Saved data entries
---------------

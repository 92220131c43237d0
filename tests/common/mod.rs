//! Common test utilities for fallback-dl integration tests

#![allow(dead_code)]

use fallback_dl::{Config, DownloadConfig};
use std::path::{Path, PathBuf};
use std::time::Duration;
use wiremock::matchers::{method, path};
use wiremock::{Mock, MockServer, ResponseTemplate};

/// Manifest header using the default column names
pub const MANIFEST_HEADER: &str = "BRnum,Company,Pdf_URL,Report Html Address";

/// Write a manifest of `(id, primary, secondary)` rows and return its path
pub fn write_manifest(dir: &Path, rows: &[(&str, String, String)]) -> PathBuf {
    let mut text = String::from(MANIFEST_HEADER);
    text.push('\n');
    for (id, primary, secondary) in rows {
        text.push_str(&format!("{id},Acme {id},{primary},{secondary}\n"));
    }
    let path = dir.join("manifest.csv");
    std::fs::write(&path, text).unwrap();
    path
}

/// Config rooted in `dir` with short timeouts for local mock servers
pub fn test_config(dir: &Path, manifest: PathBuf, workers: usize, limit: usize) -> Config {
    Config {
        manifest_path: manifest,
        output_dir: dir.join("output"),
        download: DownloadConfig {
            workers,
            limit,
            connect_timeout: Duration::from_millis(500),
            read_timeout: Duration::from_millis(500),
            ..Default::default()
        },
        ..Default::default()
    }
}

/// Mount a GET route answering with `template`
pub async fn route(server: &MockServer, route: &str, template: ResponseTemplate) {
    Mock::given(method("GET"))
        .and(path(route))
        .respond_with(template)
        .mount(server)
        .await;
}

/// Mount a GET route that must be hit exactly `times` times
pub async fn route_expecting(
    server: &MockServer,
    route: &str,
    template: ResponseTemplate,
    times: u64,
) {
    Mock::given(method("GET"))
        .and(path(route))
        .respond_with(template)
        .expect(times)
        .mount(server)
        .await;
}

/// A body that looks like a small PDF
pub fn pdf(id: &str) -> ResponseTemplate {
    ResponseTemplate::new(200).set_body_bytes(format!("%PDF-1.7 {id}").into_bytes())
}
//! Output directory layout and artifact naming
//!
//! ```text
//! <output_root>/
//! ├── Download_result_report.csv
//! └── dwn/
//!     ├── <record-id>.pdf
//!     └── ...
//! ```

use crate::types::RecordId;
use std::collections::HashSet;
use std::path::{Path, PathBuf};

/// Name of the artifact subdirectory under the output root
pub const ARTIFACT_DIR_NAME: &str = "dwn";

/// Suffix of the in-progress file a fetch writes before renaming into place
pub const PARTIAL_SUFFIX: &str = "part";

/// Resolved paths for one output root
#[derive(Clone, Debug)]
pub struct OutputLayout {
    root: PathBuf,
    artifact_dir: PathBuf,
    extension: String,
    report_file_name: String,
}

impl OutputLayout {
    /// Build the layout for `root`, naming artifacts `<id>.<extension>`
    pub fn new(
        root: impl Into<PathBuf>,
        extension: impl Into<String>,
        report_file_name: impl Into<String>,
    ) -> Self {
        let root = root.into();
        Self {
            artifact_dir: root.join(ARTIFACT_DIR_NAME),
            root,
            extension: extension.into(),
            report_file_name: report_file_name.into(),
        }
    }

    /// Output root
    pub fn root(&self) -> &Path {
        &self.root
    }

    /// Directory holding one artifact per downloaded record
    pub fn artifact_dir(&self) -> &Path {
        &self.artifact_dir
    }

    /// Artifact extension, without the dot
    pub fn extension(&self) -> &str {
        &self.extension
    }

    /// `<root>/dwn/<id>.<ext>`
    pub fn artifact_path(&self, id: &RecordId) -> PathBuf {
        self.artifact_dir
            .join(format!("{}.{}", id.as_str(), self.extension))
    }

    /// Outcome report location
    pub fn report_path(&self) -> PathBuf {
        self.root.join(&self.report_file_name)
    }

    /// Create the output root and artifact directory if missing
    pub async fn prepare(&self) -> std::io::Result<()> {
        tokio::fs::create_dir_all(&self.artifact_dir).await?;
        tracing::debug!(artifact_dir = ?self.artifact_dir, "output layout ready");
        Ok(())
    }

    /// Whether `path` names a finished artifact of this layout
    pub fn is_artifact(&self, path: &Path) -> bool {
        path.extension()
            .and_then(|e| e.to_str())
            .is_some_and(|e| e == self.extension)
    }

    /// Ids whose artifact already exists on disk
    ///
    /// A missing artifact directory yields an empty set.
    pub async fn existing_artifact_ids(&self) -> std::io::Result<HashSet<RecordId>> {
        let mut ids = HashSet::new();
        let mut entries = match tokio::fs::read_dir(&self.artifact_dir).await {
            Ok(entries) => entries,
            Err(e) if e.kind() == std::io::ErrorKind::NotFound => return Ok(ids),
            Err(e) => return Err(e),
        };

        while let Some(entry) = entries.next_entry().await? {
            let path = entry.path();
            if !entry.file_type().await?.is_file() || !self.is_artifact(&path) {
                continue;
            }
            if let Some(stem) = path.file_stem().and_then(|s| s.to_str()) {
                ids.insert(RecordId::new(stem));
            }
        }

        Ok(ids)
    }
}

/// Check whether a record id can be used verbatim as a file stem
///
/// Rejects empty ids, `.` and `..`, and anything containing a path separator
/// or NUL byte.
///
/// # Examples
///
/// ```
/// use fallback_dl::layout::is_safe_record_id;
///
/// assert!(is_safe_record_id("BR-2017-0042"));
/// assert!(!is_safe_record_id("../etc/passwd"));
/// assert!(!is_safe_record_id(""));
/// ```
#[must_use]
pub fn is_safe_record_id(id: &str) -> bool {
    !id.is_empty() && id != "." && id != ".." && !id.contains(['/', '\\', '\0'])
}

/// In-progress sibling of an artifact path: `<id>.<ext>.part`
pub(crate) fn partial_path(destination: &Path) -> PathBuf {
    let mut name = destination
        .file_name()
        .map(|n| n.to_os_string())
        .unwrap_or_default();
    name.push(".");
    name.push(PARTIAL_SUFFIX);
    destination.with_file_name(name)
}

// unwrap/expect are acceptable in tests for concise failure-on-error assertions
#[allow(clippy::unwrap_used, clippy::expect_used)]
#[cfg(test)]
mod tests {
    use super::*;
    use tempfile::TempDir;

    fn layout(root: &Path) -> OutputLayout {
        OutputLayout::new(root, "pdf", "Download_result_report.csv")
    }

    #[test]
    fn artifact_and_report_paths() {
        let layout = layout(Path::new("/out"));

        assert_eq!(
            layout.artifact_path(&RecordId::from("BR1")),
            PathBuf::from("/out/dwn/BR1.pdf")
        );
        assert_eq!(
            layout.report_path(),
            PathBuf::from("/out/Download_result_report.csv")
        );
    }

    #[test]
    fn partial_path_appends_suffix() {
        assert_eq!(
            partial_path(Path::new("/out/dwn/BR1.pdf")),
            PathBuf::from("/out/dwn/BR1.pdf.part")
        );
    }

    #[test]
    fn unsafe_ids_are_rejected() {
        assert!(is_safe_record_id("a.b.c"));
        assert!(!is_safe_record_id("."));
        assert!(!is_safe_record_id(".."));
        assert!(!is_safe_record_id("dir/file"));
        assert!(!is_safe_record_id("dir\\file"));
        assert!(!is_safe_record_id("nul\0byte"));
    }

    #[tokio::test]
    async fn prepare_creates_nested_directories() {
        let temp = TempDir::new().unwrap();
        let layout = layout(&temp.path().join("a/b"));

        layout.prepare().await.unwrap();

        assert!(layout.artifact_dir().is_dir());
        // idempotent
        layout.prepare().await.unwrap();
    }

    #[tokio::test]
    async fn existing_ids_only_counts_finished_artifacts() {
        let temp = TempDir::new().unwrap();
        let layout = layout(temp.path());
        layout.prepare().await.unwrap();
        let dir = layout.artifact_dir();
        std::fs::write(dir.join("done.pdf"), b"%PDF").unwrap();
        std::fs::write(dir.join("also.done.pdf"), b"%PDF").unwrap();
        std::fs::write(dir.join("half.pdf.part"), b"%P").unwrap();
        std::fs::write(dir.join("notes.txt"), b"x").unwrap();
        std::fs::create_dir(dir.join("folder.pdf")).unwrap();

        let ids = layout.existing_artifact_ids().await.unwrap();

        assert_eq!(ids.len(), 2);
        assert!(ids.contains(&RecordId::from("done")));
        assert!(ids.contains(&RecordId::from("also.done")));
    }

    #[tokio::test]
    async fn existing_ids_of_missing_directory_is_empty() {
        let temp = TempDir::new().unwrap();
        let layout = layout(&temp.path().join("never-created"));

        assert!(layout.existing_artifact_ids().await.unwrap().is_empty());
    }
}
//! Removal of previously downloaded artifacts

use crate::error::Result;
use crate::layout::OutputLayout;
use serde::Serialize;
use std::fmt;
use std::path::PathBuf;
use tracing::{debug, info, warn};

/// Outcome of a cleanup pass
#[derive(Clone, Copy, Debug, Default, PartialEq, Eq, Serialize)]
pub struct CleanupReport {
    /// Artifacts found in the artifact directory
    pub found: usize,
    /// Artifacts actually removed
    pub deleted: usize,
}

impl fmt::Display for CleanupReport {
    fn fmt(&self, f: &mut fmt::Formatter<'_>) -> fmt::Result {
        write!(f, "{} of {} deleted", self.deleted, self.found)
    }
}

/// Delete every artifact in the layout's artifact directory
///
/// Only regular files with the artifact extension are touched. Failures on
/// individual files are logged as warnings and skipped. A missing directory
/// is not an error and yields `0 of 0`.
///
/// Must not run concurrently with a download run over the same layout.
pub async fn delete_all_artifacts(layout: &OutputLayout) -> Result<CleanupReport> {
    use tokio::fs;

    let artifact_dir = layout.artifact_dir();
    let mut entries = match fs::read_dir(artifact_dir).await {
        Ok(entries) => entries,
        Err(e) if e.kind() == std::io::ErrorKind::NotFound => {
            debug!(?artifact_dir, "artifact directory does not exist, skipping cleanup");
            return Ok(CleanupReport::default());
        }
        Err(e) => return Err(e.into()),
    };

    let mut targets: Vec<PathBuf> = Vec::new();
    while let Some(entry) = entries.next_entry().await? {
        let path = entry.path();
        let is_file = match entry.file_type().await {
            Ok(t) => t.is_file(),
            Err(e) => {
                warn!(?path, error = %e, "failed to stat entry");
                continue;
            }
        };
        if is_file && layout.is_artifact(&path) {
            targets.push(path);
        }
    }

    let mut report = CleanupReport {
        found: targets.len(),
        deleted: 0,
    };
    for file in &targets {
        match fs::remove_file(file).await {
            Ok(()) => {
                debug!(?file, "deleted artifact");
                report.deleted += 1;
            }
            Err(e) => {
                warn!(?file, error = %e, "failed to delete artifact");
            }
        }
    }

    info!(
        found = report.found,
        deleted = report.deleted,
        ?artifact_dir,
        "cleanup complete"
    );
    Ok(report)
}
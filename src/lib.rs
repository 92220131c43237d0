//! # fallback-dl
//!
//! Batch document downloader with per-record fallback.
//!
//! A manifest lists records, each with a primary and a secondary location.
//! A bounded pool of workers fetches every record from its primary location,
//! falls back to the secondary one on failure, and appends one outcome row per
//! record to a delimited report. A summary pass then classifies each record
//! from the files actually on disk.
//!
//! ## Design Philosophy
//!
//! - **Per-record failure** - a failed or panicking record never aborts the batch
//! - **Sensible defaults** - only the manifest path is required
//! - **Library-first** - no CLI, purely a Rust crate for embedding
//! - **Event-driven** - consumers subscribe to events, no polling required
//!
//! ## Quick Start
//!
//! ```no_run
//! use fallback_dl::{BatchDownloader, Config};
//!
//! #[tokio::main]
//! async fn main() -> Result<(), Box<dyn std::error::Error>> {
//!     let config = Config {
//!         manifest_path: "GRI_2017_2020.csv".into(),
//!         output_dir: "output".into(),
//!         ..Default::default()
//!     };
//!
//!     let downloader = BatchDownloader::new(config).await?;
//!
//!     // Subscribe to events
//!     let mut events = downloader.subscribe();
//!     tokio::spawn(async move {
//!         while let Ok(event) = events.recv().await {
//!             println!("Event: {:?}", event);
//!         }
//!     });
//!
//!     let stats = downloader.run().await?;
//!     println!("{} of {} downloaded", stats.downloaded, stats.dispatched);
//!     println!("{}", downloader.summarize().await?);
//!     Ok(())
//! }
//! ```

#![warn(missing_docs)]
#![warn(clippy::all)]
#![warn(clippy::unwrap_used)]
#![warn(clippy::expect_used)]

/// Artifact removal
pub mod cleanup;
/// Configuration types
pub mod config;
/// Bounded worker pool running the fetch-with-fallback protocol
pub mod coordinator;
/// Batch downloader facade
pub mod downloader;
/// Error types
pub mod error;
/// Single-location fetch
pub mod fetcher;
/// Output directory layout
pub mod layout;
/// Manifest loading
pub mod manifest;
/// Outcome report
pub mod report;
/// Record store
pub mod store;
/// Post-run summary
pub mod summary;
/// Core types and events
pub mod types;

// Re-export commonly used types
pub use cleanup::CleanupReport;
pub use config::{ColumnConfig, Config, DownloadConfig, ReportConfig};
pub use coordinator::DownloadCoordinator;
pub use downloader::BatchDownloader;
pub use error::{Error, FetchError, FetchErrorKind, ManifestError, Result};
pub use fetcher::{FetchOutcome, Fetcher, HttpFetcher};
pub use layout::OutputLayout;
pub use report::ReportLog;
pub use store::{Record, RecordState, RecordStore};
pub use summary::Summary;
pub use types::{
    Event, Outcome, RecordId, ReportEntry, RunStats, SummaryEntry, SummaryStatus, UsedColumn,
    UsedLocation,
};
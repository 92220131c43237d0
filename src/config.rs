//! Configuration types for fallback-dl

use crate::error::{Error, Result};
use serde::{Deserialize, Serialize};
use std::path::{Path, PathBuf};
use std::time::Duration;

/// Names of the manifest columns that carry the record id and its two locations
#[derive(Clone, Debug, PartialEq, Eq, Serialize, Deserialize)]
pub struct ColumnConfig {
    /// Column holding the unique record id (default: "BRnum")
    #[serde(default = "default_id_column")]
    pub id: String,

    /// Column holding the preferred location (default: "Pdf_URL")
    #[serde(default = "default_primary_column")]
    pub primary: String,

    /// Column holding the fallback location (default: "Report Html Address")
    #[serde(default = "default_secondary_column")]
    pub secondary: String,
}

impl Default for ColumnConfig {
    fn default() -> Self {
        Self {
            id: default_id_column(),
            primary: default_primary_column(),
            secondary: default_secondary_column(),
        }
    }
}

/// Download behavior (concurrency, batch cap, HTTP timeouts, artifact naming)
#[derive(Clone, Debug, Serialize, Deserialize)]
pub struct DownloadConfig {
    /// Number of concurrent workers (default: 4)
    #[serde(default = "default_workers")]
    pub workers: usize,

    /// Maximum number of records processed per run (default: 10)
    #[serde(default = "default_limit")]
    pub limit: usize,

    /// TCP connect timeout (default: 10 seconds)
    #[serde(default = "default_timeout", with = "duration_serde")]
    pub connect_timeout: Duration,

    /// Longest wait for the response headers or for the next body chunk
    /// (default: 10 seconds). A steadily streaming body never times out.
    #[serde(default = "default_timeout", with = "duration_serde")]
    pub read_timeout: Duration,

    /// Extension of downloaded artifacts, without the dot (default: "pdf")
    #[serde(default = "default_artifact_extension")]
    pub artifact_extension: String,

    /// User-Agent header sent with every request
    #[serde(default = "default_user_agent")]
    pub user_agent: String,
}

impl Default for DownloadConfig {
    fn default() -> Self {
        Self {
            workers: default_workers(),
            limit: default_limit(),
            connect_timeout: default_timeout(),
            read_timeout: default_timeout(),
            artifact_extension: default_artifact_extension(),
            user_agent: default_user_agent(),
        }
    }
}

/// Outcome report settings
#[derive(Clone, Debug, Serialize, Deserialize)]
pub struct ReportConfig {
    /// Report file name under the output directory (default: "Download_result_report.csv")
    #[serde(default = "default_report_file_name")]
    pub file_name: String,

    /// Field delimiter (default: ';')
    #[serde(default = "default_report_delimiter")]
    pub delimiter: char,
}

impl Default for ReportConfig {
    fn default() -> Self {
        Self {
            file_name: default_report_file_name(),
            delimiter: default_report_delimiter(),
        }
    }
}

/// Main configuration for [`BatchDownloader`](crate::BatchDownloader)
#[derive(Clone, Debug, Serialize, Deserialize)]
pub struct Config {
    /// Path to the delimited manifest file
    pub manifest_path: PathBuf,

    /// Field delimiter of the manifest (default: ',')
    #[serde(default = "default_manifest_delimiter")]
    pub manifest_delimiter: char,

    /// Output root; artifacts land in `<output_dir>/dwn` (default: "output")
    #[serde(default = "default_output_dir")]
    pub output_dir: PathBuf,

    /// Manifest column names
    #[serde(default)]
    pub columns: ColumnConfig,

    /// Download behavior
    #[serde(default)]
    pub download: DownloadConfig,

    /// Outcome report settings
    #[serde(default)]
    pub report: ReportConfig,
}

impl Default for Config {
    fn default() -> Self {
        Self {
            manifest_path: PathBuf::from("manifest.csv"),
            manifest_delimiter: default_manifest_delimiter(),
            output_dir: default_output_dir(),
            columns: ColumnConfig::default(),
            download: DownloadConfig::default(),
            report: ReportConfig::default(),
        }
    }
}

impl Config {
    /// Load a configuration from a JSON file, applying defaults for missing keys
    pub fn from_json_file(path: impl AsRef<Path>) -> Result<Self> {
        let raw = std::fs::read_to_string(path.as_ref())?;
        let config: Config = serde_json::from_str(&raw)?;
        config.validate()?;
        Ok(config)
    }

    /// Check settings that would otherwise fail deep inside a run
    pub fn validate(&self) -> Result<()> {
        if self.download.workers == 0 {
            return Err(Error::config(
                "download.workers",
                "worker count must be at least 1",
            ));
        }

        let ext = &self.download.artifact_extension;
        if ext.is_empty() || ext.contains(['.', '/', '\\']) {
            return Err(Error::config(
                "download.artifact_extension",
                format!("'{ext}' is not a bare file extension"),
            ));
        }

        for (key, name) in [
            ("columns.id", &self.columns.id),
            ("columns.primary", &self.columns.primary),
            ("columns.secondary", &self.columns.secondary),
        ] {
            if name.trim().is_empty() {
                return Err(Error::config(key, "column name must not be empty"));
            }
        }

        if self.columns.primary == self.columns.secondary {
            return Err(Error::config(
                "columns.secondary",
                "primary and secondary columns must differ",
            ));
        }

        delimiter_byte("manifest_delimiter", self.manifest_delimiter)?;
        delimiter_byte("report.delimiter", self.report.delimiter)?;

        if self.report.file_name.trim().is_empty() {
            return Err(Error::config(
                "report.file_name",
                "report file name must not be empty",
            ));
        }

        Ok(())
    }
}

/// Delimiters are passed to the CSV reader/writer as a single byte
pub(crate) fn delimiter_byte(key: &str, delimiter: char) -> Result<u8> {
    match u8::try_from(delimiter) {
        Ok(byte) if byte.is_ascii() && !matches!(byte, b'"' | b'\n' | b'\r') => Ok(byte),
        _ => Err(Error::config(
            key,
            format!("{delimiter:?} cannot be used as a field delimiter"),
        )),
    }
}

fn default_id_column() -> String {
    "BRnum".into()
}

fn default_primary_column() -> String {
    "Pdf_URL".into()
}

fn default_secondary_column() -> String {
    "Report Html Address".into()
}

fn default_workers() -> usize {
    4
}

fn default_limit() -> usize {
    10
}

fn default_timeout() -> Duration {
    Duration::from_secs(10)
}

fn default_artifact_extension() -> String {
    "pdf".into()
}

fn default_user_agent() -> String {
    concat!("fallback-dl/", env!("CARGO_PKG_VERSION")).into()
}

fn default_report_file_name() -> String {
    "Download_result_report.csv".into()
}

fn default_report_delimiter() -> char {
    ';'
}

fn default_manifest_delimiter() -> char {
    ','
}

fn default_output_dir() -> PathBuf {
    PathBuf::from("output")
}

// Duration serialization helper (whole seconds)
mod duration_serde {
    use serde::{Deserialize, Deserializer, Serializer};
    use std::time::Duration;

    pub fn serialize<S>(duration: &Duration, serializer: S) -> Result<S::Ok, S::Error>
    where
        S: Serializer,
    {
        serializer.serialize_u64(duration.as_secs())
    }

    pub fn deserialize<'de, D>(deserializer: D) -> Result<Duration, D::Error>
    where
        D: Deserializer<'de>,
    {
        let secs = u64::deserialize(deserializer)?;
        Ok(Duration::from_secs(secs))
    }
}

---------------

§ **WORK ORDER**
Single out each line of the records above with the string "without" in it, and copy it.

§ **ANSWER FOR THE TASK**
    /// Artifact extension, without the dot
    /// Extension of downloaded artifacts, without the dot (default: "pdf")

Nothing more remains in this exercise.